■ **ACTION ITEM**:
In the records that follow, find the line with "file may not be"; from there, retype every line exactly through the line with "every team member's", which also belongs to the answer.
──────── LISTED RECORDS ────────
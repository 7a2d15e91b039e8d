// Copyright 2025 Jonas Kruckenberg
//
// Licensed under the Apache License, Version 2.0, <LICENSE-APACHE or
// http://apache.org/licenses/LICENSE-2.0> or the MIT license <LICENSE-MIT or
// http://opensource.org/licenses/MIT>, at your option. This file may not be
// copied, modified, or distributed except according to those terms.

//! Parallel-region objects and their global pool.
//!
//! A [`Parallel`] travels through the runtime's `parallel_data` slot from
//! parallel-begin to parallel-end and is referenced by every team member's
//! task. It outlives parallel-end: implicit-barrier-end and
//! implicit-task-end of team members may arrive afterwards (overdue events),
//! so the object is refcounted and only returns to the pool when the
//! encountering task and all `team_size` members have released it.
//!
//! The refcount starts at the −1 sentinel ("not yet published"); the
//! primary thread's implicit-task-begin stores `team_size + 1`. Releasers
//! spin while the count is negative, so a single atomic read doubles as the
//! published-yet check.

use crate::encoding::{TaskWordPacking, WordLayout};
use crate::macros::bug_on;
use crate::substrate::{RegionHandle, Tpd};
use crate::task::Task;
use core::num::NonZeroUsize;
use core::ptr;
use core::sync::atomic::{AtomicI32, AtomicU32, AtomicU64, Ordering};
use omptrace_spin::{CachePadded, Mutex, SpinWait};
use std::alloc::{Layout, alloc_zeroed, dealloc, handle_alloc_error};

/// The object passed around via the runtime's `parallel_data` slot.
pub(crate) struct Parallel {
    /// Thread-private data of the encountering thread; parent of every team
    /// member's tpd.
    pub parent: Option<Tpd>,
    pub region: RegionHandle,
    /// Requested parallelism, corrected downward at the primary's
    /// implicit-task-begin if the actual team is smaller.
    pub team_size: AtomicU32,
    /// Return address from parallel-begin. Reused for the team's implicit
    /// barrier, whose own callback may carry no address.
    pub codeptr: Option<NonZeroUsize>,

    /// End timestamps published by the primary thread; team members that
    /// finish later reuse them so the whole team reports one end time.
    pub timestamp_ibarrier_end: AtomicU64,
    pub timestamp_itask_end: AtomicU64,

    /// −1 until published, then `team_size + 1`; see module docs.
    pub ref_count: AtomicI32,

    pub belongs_to_league: bool,

    /// Field layout of the explicit-task word for this team size.
    pub packing: TaskWordPacking,
    /// Per-team-member explicit-task generation counters, indexed by
    /// thread-num. Each slot is written only by its owning thread.
    pub task_generation_numbers: Vec<AtomicU32>,

    /// Shared stand-in task for all undeferred explicit tasks of this
    /// region.
    pub undeferred_task: Task,

    /// Free-list link.
    pub next: *mut Parallel,
}

// === impl Parallel ===

impl Parallel {
    const fn new() -> Self {
        Self {
            parent: None,
            region: RegionHandle::INVALID,
            team_size: AtomicU32::new(0),
            codeptr: None,
            timestamp_ibarrier_end: AtomicU64::new(0),
            timestamp_itask_end: AtomicU64::new(0),
            ref_count: AtomicI32::new(0),
            belongs_to_league: false,
            packing: TaskWordPacking {
                shift_thread_num: 0,
                mask_thread_num: 0,
                shift_generation: 0,
                mask_generation: 0,
                max_explicit_tasks: 0,
            },
            task_generation_numbers: Vec::new(),
            undeferred_task: Task::new(),
            next: ptr::null_mut(),
        }
    }

    /// Resets protocol fields, keeping the generation-counter allocation and
    /// the undeferred task's stack buffers.
    fn reset(&mut self) {
        self.parent = None;
        self.region = RegionHandle::INVALID;
        *self.team_size.get_mut() = 0;
        self.codeptr = None;
        *self.timestamp_ibarrier_end.get_mut() = 0;
        *self.timestamp_itask_end.get_mut() = 0;
        *self.ref_count.get_mut() = 0;
        self.belongs_to_league = false;
        self.next = ptr::null_mut();
    }

    /// Initializes a freshly pooled object for a new parallel region.
    ///
    /// `self_ptr` must be the object's own address; the embedded undeferred
    /// task points back at its region.
    pub(crate) fn init(
        &mut self,
        self_ptr: *mut Parallel,
        parent: Option<Tpd>,
        requested_parallelism: u32,
        codeptr: Option<NonZeroUsize>,
        region: RegionHandle,
        ref_count: i32,
        layout: &WordLayout,
    ) {
        bug_on!(requested_parallelism == 0);

        self.parent = parent;
        self.region = region;
        *self.team_size.get_mut() = requested_parallelism;
        self.codeptr = codeptr;
        *self.ref_count.get_mut() = ref_count;
        self.packing = TaskWordPacking::for_team(layout, requested_parallelism);

        self.task_generation_numbers.clear();
        self.task_generation_numbers
            .resize_with(requested_parallelism as usize, || AtomicU32::new(0));

        self.undeferred_task.is_undeferred = true;
        self.undeferred_task.parallel_region = self_ptr;
    }

    pub(crate) fn team_size(&self) -> u32 {
        self.team_size.load(Ordering::Relaxed)
    }

    /// Publishes the refcount, releasing waiters of the −1 sentinel.
    pub(crate) fn publish_ref_count(&self, count: i32) {
        self.ref_count.store(count, Ordering::SeqCst);
    }
}

struct FreeList(*mut Parallel);

// Safety: the list owns the objects it links; the mutex around it provides
// the exclusion.
unsafe impl Send for FreeList {}

/// Global free list of parallel-region objects.
pub(crate) struct ParallelPool {
    free_list: Mutex<FreeList>,
}

// === impl ParallelPool ===

impl ParallelPool {
    pub(crate) const fn new() -> Self {
        Self {
            free_list: Mutex::new(FreeList(ptr::null_mut())),
        }
    }

    fn layout() -> Layout {
        Layout::new::<Parallel>()
            .align_to(align_of::<CachePadded<()>>())
            .expect("parallel layout")
            .pad_to_align()
    }

    /// Pops a recycled object or allocates a fresh aligned one; either way
    /// the result is reset.
    pub(crate) fn get(&self) -> *mut Parallel {
        let mut list = self.free_list.lock();
        let head = list.0;
        if !head.is_null() {
            // Safety: pooled objects are exclusively owned by the list.
            unsafe {
                list.0 = (*head).next;
                (*head).reset();
            }
            return head;
        }
        drop(list);

        let layout = Self::layout();
        // Safety: non-zero size.
        let raw = unsafe { alloc_zeroed(layout) }.cast::<Parallel>();
        if raw.is_null() {
            handle_alloc_error(layout);
        }
        // Safety: valid for writes of `Parallel`.
        unsafe { raw.write(Parallel::new()) };
        raw
    }

    /// Drops one reference; at zero the object goes back on the free list.
    ///
    /// Spins while the refcount still holds the −1 sentinel (the primary's
    /// implicit-task-begin has not published it yet).
    ///
    /// # Safety
    ///
    /// `parallel` must originate from [`ParallelPool::get`] and the caller
    /// must actually hold one of the region's references.
    pub(crate) unsafe fn release(&self, parallel: *mut Parallel) {
        // Safety: the object stays valid until the count reaches zero, which
        // cannot happen before this holder releases.
        let region = unsafe { &*parallel };

        let mut wait = SpinWait::new();
        while region.ref_count.load(Ordering::Relaxed) < 0 {
            wait.spin();
        }
        if region.ref_count.fetch_sub(1, Ordering::SeqCst) - 1 == 0 {
            let mut list = self.free_list.lock();
            // Safety: the last reference is gone; the pool reclaims sole
            // ownership.
            unsafe { (*parallel).next = list.0 };
            list.0 = parallel;
        }
    }
}

#[cfg(test)]
impl ParallelPool {
    /// Number of pooled (fully released) region objects.
    pub(crate) fn free_len(&self) -> usize {
        let list = self.free_list.lock();
        let mut len = 0;
        let mut head = list.0;
        while !head.is_null() {
            len += 1;
            // Safety: pooled objects are exclusively owned by the locked
            // list.
            head = unsafe { (*head).next };
        }
        len
    }
}

impl Drop for ParallelPool {
    fn drop(&mut self) {
        let mut head = self.free_list.get_mut().0;
        while !head.is_null() {
            // Safety: pooled objects are exclusively owned by the list and
            // were allocated with `Self::layout`.
            unsafe {
                let next = (*head).next;
                ptr::drop_in_place(head);
                dealloc(head.cast(), Self::layout());
                head = next;
            }
        }
    }
}

#[cfg(test)]
mod tests {
    use super::*;

    #[test]
    fn pool_recycles_and_keeps_generation_array() {
        let pool = ParallelPool::new();
        let layout = WordLayout::new(32);

        let p = pool.get();
        // Safety: fresh object, exclusively owned by this test.
        unsafe {
            (*p).init(p, Some(Tpd(1)), 4, None, RegionHandle(9), -1, &layout);
            assert_eq!((*p).task_generation_numbers.len(), 4);
            assert_eq!((*p).undeferred_task.parallel_region, p);
            (*p).publish_ref_count(1);
            pool.release(p);
        }

        let q = pool.get();
        assert_eq!(p, q, "free list should hand back the recycled object");
        // Safety: exclusively owned again.
        unsafe {
            assert_eq!((*q).region, RegionHandle::INVALID);
            (*q).publish_ref_count(1);
            pool.release(q);
        }
    }

    #[test]
    fn release_returns_only_at_zero() {
        let pool = ParallelPool::new();
        let layout = WordLayout::new(32);
        let p = pool.get();
        // Safety: exclusively owned by this test.
        unsafe {
            (*p).init(p, None, 2, None, RegionHandle(1), -1, &layout);
            (*p).publish_ref_count(3);
            pool.release(p);
            pool.release(p);
            // Two of three references gone; the object must not be pooled.
            assert!(pool.free_list.lock().0.is_null());
            pool.release(p);
            assert_eq!(pool.free_list.lock().0, p);
        }
    }
}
────────
■ **RESPONSE TO THE EXERCISE**:
// http://opensource.org/licenses/MIT>, at your option. This file may not be
// copied, modified, or distributed except according to those terms.

//! Parallel-region objects and their global pool.
//!
//! A [`Parallel`] travels through the runtime's `parallel_data` slot from
//! parallel-begin to parallel-end and is referenced by every team member's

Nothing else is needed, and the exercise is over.